Wall Street contiene le perdite nel finale, altro tonfo di Lehman Brothers

Inviato da Redazione il Mer, 20/08/2008 - 08:13
Prezzi alla produzione ai massimi a 27 anni e perdurare della crisi immobiliare. Gli ultimi dati arrivati ieri dagli Stati Uniti non hanno certo fatto bene ai mercati che sono scivolati nuovamente con le Borse europee che hanno bruciato circa 170 miliardi di euro e Wall Street affossata dai titoli finanziari. In chiusura di giornata il Dow Jones e l'S&P500 hanno ceduto rispettivamente l'1,14% e lo 0,93%, risalendo rispetto ai minimi toccati durante la seduta, mentre il Nasdaq Composite ha ceduto l'1,35% a quota 2.384,26 punti. A contribuire alla giornata negativa dei mercati anche l'aumento dei prezzi del petrolio che si sono riportati sopra quota 114 dollari al barile.
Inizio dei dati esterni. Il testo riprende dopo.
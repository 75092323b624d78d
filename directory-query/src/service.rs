//! Directory query service implementation.
//!
//! This module provides the façade application code uses to query the directory. It
//! combines the activity tree resolver, the geo predicates and the organization
//! aggregator over a single `DirectoryRepository`.

use std::sync::Arc;

use directory_repository::DirectoryRepository;
use directory_shared::types::{
    ActivityId, Building, BuildingId, Organization, OrganizationDetail, OrganizationId,
    OrganizationWithBuilding,
};
use tracing::debug;

use crate::activity_tree::ActivityTreeResolver;
use crate::aggregator::OrganizationAggregator;
use crate::config::DirectoryServiceConfig;
use crate::errors::DirectoryError;
use crate::geo::GeoPredicate;

/// The main service for querying the directory.
///
/// Every list operation returns an empty vector when nothing matches. `get_detail` is
/// the only operation with an explicit not-found outcome (`Ok(None)`).
///
/// The service holds no mutable state, so one instance can serve any number of
/// concurrent queries.
///
/// # Example
///
/// ```no_run
/// use std::sync::Arc;
/// use directory_query::DirectoryQueryService;
/// use directory_repository::PostgresDirectoryRepository;
///
/// # async fn example() -> Result<(), Box<dyn std::error::Error>> {
/// let pool = sqlx::PgPool::connect("postgres://localhost/directory").await?;
/// let repository = PostgresDirectoryRepository::new(pool).await?;
/// let service = DirectoryQueryService::new(Arc::new(repository));
///
/// let food_sellers = service.list_by_activity(1).await?;
/// let nearby = service.list_by_radius(55.75, 37.61, 1000.0).await?;
/// # Ok(())
/// # }
/// ```
pub struct DirectoryQueryService {
    repository: Arc<dyn DirectoryRepository>,
    resolver: ActivityTreeResolver,
    aggregator: OrganizationAggregator,
    config: DirectoryServiceConfig,
}

impl DirectoryQueryService {
    /// Create a new DirectoryQueryService with default configuration.
    pub fn new(repository: Arc<dyn DirectoryRepository>) -> Self {
        Self::with_config(repository, DirectoryServiceConfig::default())
    }

    /// Create a new DirectoryQueryService with custom configuration.
    ///
    /// # Arguments
    ///
    /// * `repository` - The data store to read from (e.g., `PostgresDirectoryRepository`)
    /// * `config` - Configuration for the service
    pub fn with_config(
        repository: Arc<dyn DirectoryRepository>,
        config: DirectoryServiceConfig,
    ) -> Self {
        Self {
            resolver: ActivityTreeResolver::new(repository.clone(), config.subtree_strategy),
            aggregator: OrganizationAggregator::new(repository.clone()),
            repository,
            config,
        }
    }

    pub fn config(&self) -> &DirectoryServiceConfig {
        &self.config
    }

    /// List the organizations housed in a building, each annotated with the building.
    pub async fn list_by_building(
        &self,
        building_id: BuildingId,
    ) -> Result<Vec<OrganizationWithBuilding>, DirectoryError> {
        let organizations = self
            .repository
            .find_organizations_by_building(building_id)
            .await?;

        debug!(building_id, count = organizations.len(), "Listed organizations by building");
        Ok(organizations)
    }

    /// List the organizations linked to an activity or to any of its descendants.
    ///
    /// Each organization appears once, however many activities of the subtree it is
    /// linked to.
    pub async fn list_by_activity(
        &self,
        activity_id: ActivityId,
    ) -> Result<Vec<Organization>, DirectoryError> {
        let subtree: Vec<ActivityId> = self
            .resolver
            .resolve_subtree(activity_id)
            .await?
            .into_iter()
            .collect();

        let organizations = self
            .repository
            .find_organizations_by_activity_ids(&subtree)
            .await?;

        debug!(
            activity_id,
            subtree_size = subtree.len(),
            count = organizations.len(),
            "Listed organizations by activity"
        );
        Ok(organizations)
    }

    /// List the organizations whose building lies within `radius_meters` of a point.
    ///
    /// Distance is the planar approximation described in [`crate::geo`].
    pub async fn list_by_radius(
        &self,
        latitude: f64,
        longitude: f64,
        radius_meters: f64,
    ) -> Result<Vec<Organization>, DirectoryError> {
        self.list_by_predicate(GeoPredicate::radius(latitude, longitude, radius_meters))
            .await
    }

    /// List the organizations whose building lies inside a latitude/longitude box,
    /// inclusive on every edge.
    pub async fn list_by_rectangle(
        &self,
        lat_min: f64,
        lat_max: f64,
        lon_min: f64,
        lon_max: f64,
    ) -> Result<Vec<Organization>, DirectoryError> {
        self.list_by_predicate(GeoPredicate::rectangle(lat_min, lat_max, lon_min, lon_max))
            .await
    }

    /// List the organizations whose building satisfies `predicate`.
    ///
    /// The store narrows candidates with the predicate's bounding box; the exact check
    /// is made here.
    pub async fn list_by_predicate(
        &self,
        predicate: GeoPredicate,
    ) -> Result<Vec<Organization>, DirectoryError> {
        let candidates = self
            .repository
            .find_organizations_in_bounds(&predicate.prefilter_bounds())
            .await?;
        let candidate_count = candidates.len();

        let organizations: Vec<Organization> = candidates
            .into_iter()
            .filter(|o| predicate.matches(&o.building))
            .map(Organization::from)
            .collect();

        debug!(
            predicate = ?predicate,
            candidates = candidate_count,
            count = organizations.len(),
            "Listed organizations by location"
        );
        Ok(organizations)
    }

    /// Search organizations by name, ignoring case. An empty name matches everything.
    pub async fn search_by_name(&self, name: &str) -> Result<Vec<Organization>, DirectoryError> {
        let organizations = self
            .repository
            .find_organizations_by_name_substring(name)
            .await?;

        debug!(name, count = organizations.len(), "Searched organizations by name");
        Ok(organizations)
    }

    /// Fetch the detail record of one organization; `Ok(None)` if it does not exist.
    pub async fn get_detail(
        &self,
        organization_id: OrganizationId,
    ) -> Result<Option<OrganizationDetail>, DirectoryError> {
        self.aggregator.get_detail(organization_id).await
    }

    /// List every building.
    pub async fn list_buildings(&self) -> Result<Vec<Building>, DirectoryError> {
        Ok(self.repository.find_all_buildings().await?)
    }
}

#[cfg(test)]
mod tests {
    use super::*;
    use crate::config::SubtreeStrategy;
    use directory_repository::InMemoryDirectoryRepository;
    use directory_shared::types::Activity;

    fn organization(id: OrganizationId, name: &str, building_id: BuildingId) -> Organization {
        Organization {
            id,
            name: name.to_string(),
            building_id,
        }
    }

    fn building(id: BuildingId, latitude: f64, longitude: f64) -> Building {
        Building {
            id,
            address: format!("building-{id}"),
            latitude,
            longitude,
        }
    }

    fn store() -> InMemoryDirectoryRepository {
        let mut store = InMemoryDirectoryRepository::new();
        store
            .insert_activity(Activity {
                id: 1,
                name: "Автомобили".to_string(),
                parent_id: None,
                level: 1,
            })
            .insert_activity(Activity {
                id: 2,
                name: "Легковые".to_string(),
                parent_id: Some(1),
                level: 2,
            })
            .insert_activity(Activity {
                id: 3,
                name: "Запчасти".to_string(),
                parent_id: Some(2),
                level: 3,
            })
            .insert_activity(Activity {
                id: 4,
                name: "Аксессуары".to_string(),
                parent_id: Some(2),
                level: 3,
            })
            .insert_building(building(1, 0.0, 0.0))
            .insert_building(building(2, 0.0, 0.01))
            .insert_organization(organization(1, "АвтоТрейд", 1))
            .insert_organization(organization(2, "Parts & Co", 2))
            .link_activity(1, 3)
            .link_activity(1, 4)
            .link_activity(2, 4);
        store
    }

    fn service(strategy: SubtreeStrategy) -> DirectoryQueryService {
        DirectoryQueryService::with_config(
            Arc::new(store()),
            DirectoryServiceConfig::with_subtree_strategy(strategy),
        )
    }

    fn ids(organizations: &[Organization]) -> Vec<OrganizationId> {
        organizations.iter().map(|o| o.id).collect()
    }

    #[tokio::test]
    async fn test_list_by_activity_expands_descendants() {
        for strategy in [SubtreeStrategy::PerLevel, SubtreeStrategy::Indexed] {
            let service = service(strategy);

            let from_root = service.list_by_activity(1).await.unwrap();
            assert_eq!(ids(&from_root), vec![1, 2]);

            let from_leaf = service.list_by_activity(3).await.unwrap();
            assert_eq!(ids(&from_leaf), vec![1]);
        }
    }

    #[tokio::test]
    async fn test_list_by_activity_unknown_id_is_empty() {
        let service = service(SubtreeStrategy::PerLevel);

        assert!(service.list_by_activity(999).await.unwrap().is_empty());
    }

    #[tokio::test]
    async fn test_list_by_radius_applies_exact_distance() {
        let service = service(SubtreeStrategy::PerLevel);

        // Building 2 is 0.01° east, i.e. 1110 m away.
        let near = service.list_by_radius(0.0, 0.0, 1000.0).await.unwrap();
        assert_eq!(ids(&near), vec![1]);

        let wider = service.list_by_radius(0.0, 0.0, 1200.0).await.unwrap();
        assert_eq!(ids(&wider), vec![1, 2]);

        let diagonal = service.list_by_radius(0.01, 0.01, 1111.0).await.unwrap();
        assert_eq!(ids(&diagonal), vec![2]);
    }

    #[tokio::test]
    async fn test_list_by_rectangle_is_inclusive() {
        let service = service(SubtreeStrategy::PerLevel);

        let exact = service.list_by_rectangle(0.0, 0.0, 0.01, 0.01).await.unwrap();
        assert_eq!(ids(&exact), vec![2]);

        let inverted = service.list_by_rectangle(1.0, -1.0, -1.0, 1.0).await.unwrap();
        assert!(inverted.is_empty());
    }

    #[tokio::test]
    async fn test_search_by_name() {
        let service = service(SubtreeStrategy::PerLevel);

        assert_eq!(ids(&service.search_by_name("").await.unwrap()), vec![1, 2]);
        assert_eq!(ids(&service.search_by_name("автотрейд").await.unwrap()), vec![1]);
        assert!(service.search_by_name("missing").await.unwrap().is_empty());
    }

    #[tokio::test]
    async fn test_list_by_building_and_buildings() {
        let service = service(SubtreeStrategy::PerLevel);

        let in_building = service.list_by_building(2).await.unwrap();
        assert_eq!(in_building.len(), 1);
        assert_eq!(in_building[0].building.id, 2);

        assert!(service.list_by_building(404).await.unwrap().is_empty());
        assert_eq!(service.list_buildings().await.unwrap().len(), 2);
    }

    #[tokio::test]
    async fn test_dangling_building_surfaces_as_integrity_violation() {
        let mut store = store();
        store.insert_organization(organization(3, "Без адреса", 99));
        let service = DirectoryQueryService::new(Arc::new(store));

        let by_radius = service.list_by_radius(0.0, 0.0, 1000.0).await.unwrap_err();
        assert!(by_radius.is_integrity_violation());
        assert!(matches!(by_radius, DirectoryError::Repository(_)));

        let by_rectangle = service
            .list_by_rectangle(-1.0, 1.0, -1.0, 1.0)
            .await
            .unwrap_err();
        assert!(by_rectangle.is_integrity_violation());

        let by_building = service.list_by_building(99).await.unwrap_err();
        assert!(by_building.is_integrity_violation());

        // Queries that never join the building are unaffected.
        assert_eq!(ids(&service.search_by_name("").await.unwrap()), vec![1, 2, 3]);
    }

    #[tokio::test]
    async fn test_get_detail_delegates_to_aggregator() {
        let service = service(SubtreeStrategy::PerLevel);

        let detail = service.get_detail(2).await.unwrap().unwrap();
        assert_eq!(detail.building.id, 2);
        assert_eq!(detail.activities.len(), 1);
        assert_eq!(detail.activities[0].id, 4);

        assert!(service.get_detail(404).await.unwrap().is_none());
    }
}
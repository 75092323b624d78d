//! Directory CLI Main Entry Point
//!
//! Runs a single directory query against PostgreSQL and prints the result as JSON.

use clap::Parser;
use directory_cli::{commands, Cli, CliError, Dependencies, LogFormat, Settings};
use dotenv::dotenv;
use tracing::{error, info};
use tracing_subscriber::{layer::SubscriberExt, util::SubscriberInitExt, EnvFilter};

/// Initialize tracing/logging. Logs go to stderr so stdout carries only query output.
fn init_tracing(format: LogFormat) {
    let filter = EnvFilter::try_from_default_env().unwrap_or_else(|_| {
        EnvFilter::new("directory=info,directory_query=info,directory_repository=info")
    });

    match format {
        LogFormat::Json => {
            tracing_subscriber::registry()
                .with(filter)
                .with(
                    tracing_subscriber::fmt::layer()
                        .json()
                        .with_target(true)
                        .with_writer(std::io::stderr),
                )
                .init();
        }
        LogFormat::Pretty => {
            tracing_subscriber::registry()
                .with(filter)
                .with(
                    tracing_subscriber::fmt::layer()
                        .with_target(true)
                        .with_writer(std::io::stderr)
                        .pretty(),
                )
                .init();
        }
    }
}

#[tokio::main]
async fn main() -> Result<(), CliError> {
    dotenv().ok();

    init_tracing(LogFormat::from_env());

    let cli = Cli::parse();

    let settings = match Settings::from_env() {
        Ok(settings) => settings,
        Err(e) => {
            error!(error = %e, "Invalid configuration");
            return Err(e);
        }
    };

    let deps = match Dependencies::new(&settings).await {
        Ok(deps) => {
            info!("Dependencies initialized successfully");
            deps
        }
        Err(e) => {
            error!(error = %e, "Failed to initialize dependencies");
            return Err(e);
        }
    };

    match commands::execute(&deps.service, &cli.command).await {
        Ok(value) => {
            println!("{}", commands::render(&value, cli.pretty)?);
            Ok(())
        }
        Err(e) => {
            error!(error = %e, "Query failed");
            Err(e)
        }
    }
}
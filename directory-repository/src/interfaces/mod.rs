//! This module defines and re-exports the interfaces for the directory repository.
mod directory;

pub use directory::DirectoryRepository;
use serde::{Deserialize, Serialize};

use crate::types::GeoPoint;

pub type BuildingId = i32;

/// A building that houses organizations.
///
/// Coordinates are plain degrees with no datum attached.
#[derive(Clone, Debug, Serialize, Deserialize, PartialEq)]
pub struct Building {
    pub id: BuildingId,
    pub address: String,
    pub latitude: f64,
    pub longitude: f64,
}

impl Building {
    pub fn coordinates(&self) -> GeoPoint {
        GeoPoint::new(self.latitude, self.longitude)
    }
}
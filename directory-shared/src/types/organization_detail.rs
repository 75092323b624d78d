use serde::{Deserialize, Serialize};

use crate::types::{Activity, Building, OrganizationId};

/// The denormalized view of a single organization.
///
/// `activities` holds only the activities linked directly to the organization; it is
/// never expanded to ancestors or descendants. `phones` keeps duplicate entries.
#[derive(Clone, Debug, Serialize, Deserialize, PartialEq)]
pub struct OrganizationDetail {
    pub id: OrganizationId,
    pub name: String,
    pub phones: Vec<String>,
    pub building: Building,
    pub activities: Vec<Activity>,
}
//! Configuration module for the directory CLI.
//! Reads settings from the environment and wires the query service.
mod dependencies;
mod settings;

pub use dependencies::Dependencies;
pub use settings::{DatabaseConfig, LogFormat, Settings, DEFAULT_MAX_CONNECTIONS};
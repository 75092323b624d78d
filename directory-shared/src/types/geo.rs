use serde::{Deserialize, Serialize};

/// A latitude/longitude pair in degrees.
#[derive(Clone, Copy, Debug, Serialize, Deserialize, PartialEq)]
pub struct GeoPoint {
    pub latitude: f64,
    pub longitude: f64,
}

impl GeoPoint {
    pub fn new(latitude: f64, longitude: f64) -> Self {
        Self { latitude, longitude }
    }
}

/// An axis-aligned latitude/longitude box.
///
/// Both axes are inclusive. No wraparound is applied at the ±180° seam, so a box with
/// `lon_min > lon_max` contains nothing.
#[derive(Clone, Copy, Debug, Serialize, Deserialize, PartialEq)]
pub struct BoundingBox {
    pub lat_min: f64,
    pub lat_max: f64,
    pub lon_min: f64,
    pub lon_max: f64,
}

impl BoundingBox {
    pub fn new(lat_min: f64, lat_max: f64, lon_min: f64, lon_max: f64) -> Self {
        Self {
            lat_min,
            lat_max,
            lon_min,
            lon_max,
        }
    }
}
//! Integration tests for the PostgreSQL directory repository.
//!
//! These tests require a real PostgreSQL database reachable through `DATABASE_URL`
//! and are ignored by default. Each test gets a fresh database with the fixtures applied.
//!
//! Run with: `cargo test --test postgres_integration -- --ignored`

use directory_repository::{DirectoryRepository, PostgresDirectoryRepository};
use directory_shared::types::BoundingBox;

async fn repository(pool: sqlx::PgPool) -> PostgresDirectoryRepository {
    PostgresDirectoryRepository::new(pool).await.unwrap()
}

// ============================================================================
// Activity Tests
// ============================================================================

#[sqlx::test(migrations = false, fixtures("schema", "directory"))]
#[ignore = "requires a PostgreSQL database in DATABASE_URL"]
async fn test_find_activity_children(pool: sqlx::PgPool) {
    let repository = repository(pool).await;

    let children = repository.find_activity_children(6).await.unwrap();
    let ids: Vec<_> = children.iter().map(|a| a.id).collect();
    assert_eq!(ids, vec![7, 8]);
    assert!(children.iter().all(|a| a.level == 3));

    assert!(repository.find_activity_children(7).await.unwrap().is_empty());
    assert!(repository.find_activity_children(999).await.unwrap().is_empty());
}

#[sqlx::test(migrations = false, fixtures("schema", "directory"))]
#[ignore = "requires a PostgreSQL database in DATABASE_URL"]
async fn test_find_all_activities(pool: sqlx::PgPool) {
    let repository = repository(pool).await;

    let activities = repository.find_all_activities().await.unwrap();

    assert_eq!(activities.len(), 8);
    assert!(activities[0].is_root());
}

// ============================================================================
// Organization Tests
// ============================================================================

#[sqlx::test(migrations = false, fixtures("schema", "directory"))]
#[ignore = "requires a PostgreSQL database in DATABASE_URL"]
async fn test_find_organizations_by_building(pool: sqlx::PgPool) {
    let repository = repository(pool).await;

    let organizations = repository.find_organizations_by_building(1).await.unwrap();

    let ids: Vec<_> = organizations.iter().map(|o| o.id).collect();
    assert_eq!(ids, vec![2, 4]);
    assert!(organizations.iter().all(|o| o.building.id == 1));
    assert_eq!(organizations[0].building.address, "г. Москва, ул. Ленина 1, офис 3");
}

#[sqlx::test(migrations = false, fixtures("schema", "directory"))]
#[ignore = "requires a PostgreSQL database in DATABASE_URL"]
async fn test_find_organizations_by_activity_ids(pool: sqlx::PgPool) {
    let repository = repository(pool).await;

    let organizations = repository
        .find_organizations_by_activity_ids(&[1, 2, 3])
        .await
        .unwrap();

    let ids: Vec<_> = organizations.iter().map(|o| o.id).collect();
    assert_eq!(ids, vec![1, 2, 4]);

    let none = repository.find_organizations_by_activity_ids(&[]).await.unwrap();
    assert!(none.is_empty());
}

#[sqlx::test(migrations = false, fixtures("schema", "directory"))]
#[ignore = "requires a PostgreSQL database in DATABASE_URL"]
async fn test_find_organizations_in_bounds(pool: sqlx::PgPool) {
    let repository = repository(pool).await;

    let inside = repository
        .find_organizations_in_bounds(&BoundingBox::new(54.0, 56.0, 36.0, 38.0))
        .await
        .unwrap();
    let ids: Vec<_> = inside.iter().map(|o| o.id).collect();
    assert_eq!(ids, vec![2, 3, 4]);

    let edge = repository
        .find_organizations_in_bounds(&BoundingBox::new(55.0, 55.0, 82.0, 82.0))
        .await
        .unwrap();
    let ids: Vec<_> = edge.iter().map(|o| o.id).collect();
    assert_eq!(ids, vec![1, 5]);
}

#[sqlx::test(migrations = false, fixtures("schema", "directory"))]
#[ignore = "requires a PostgreSQL database in DATABASE_URL"]
async fn test_find_organizations_by_name_substring(pool: sqlx::PgPool) {
    let repository = repository(pool).await;

    let all = repository.find_organizations_by_name_substring("").await.unwrap();
    assert_eq!(all.len(), 5);

    let percent = repository
        .find_organizations_by_name_substring("100%")
        .await
        .unwrap();
    assert_eq!(percent.len(), 1);
    assert_eq!(percent[0].id, 5);

    let wildcard = repository.find_organizations_by_name_substring("_").await.unwrap();
    assert!(wildcard.is_empty());
}

// ============================================================================
// Detail Lookup Tests
// ============================================================================

#[sqlx::test(migrations = false, fixtures("schema", "directory"))]
#[ignore = "requires a PostgreSQL database in DATABASE_URL"]
async fn test_detail_lookups(pool: sqlx::PgPool) {
    let repository = repository(pool).await;

    let organization = repository.find_organization_by_id(1).await.unwrap().unwrap();
    assert_eq!(organization.building_id, 2);
    assert!(repository.find_organization_by_id(999).await.unwrap().is_none());

    let phones = repository.find_phones_by_organization(1).await.unwrap();
    assert_eq!(phones, vec!["79932992939", "79991234567", "79991234567"]);

    let activities = repository.find_activities_by_organization(3).await.unwrap();
    let ids: Vec<_> = activities.iter().map(|a| a.id).collect();
    assert_eq!(ids, vec![7, 8]);

    let building = repository.find_building_by_id(2).await.unwrap().unwrap();
    assert_eq!(building.longitude, 82.0);
    assert!(repository.find_building_by_id(999).await.unwrap().is_none());

    assert_eq!(repository.find_all_buildings().await.unwrap().len(), 3);
}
Ma a preoccupare maggiormente sono i timori sullo stato dell'economia Usa, con il rischio stagflazione, e le preoccupazioni relative al mercato del credito con Lehman Brothers nel mirino delle vendite (altro -13% ieri) dopo che Jp Morgan ha previsto che apporterà altre svalutazioni per circa 4 miliardi di dollari.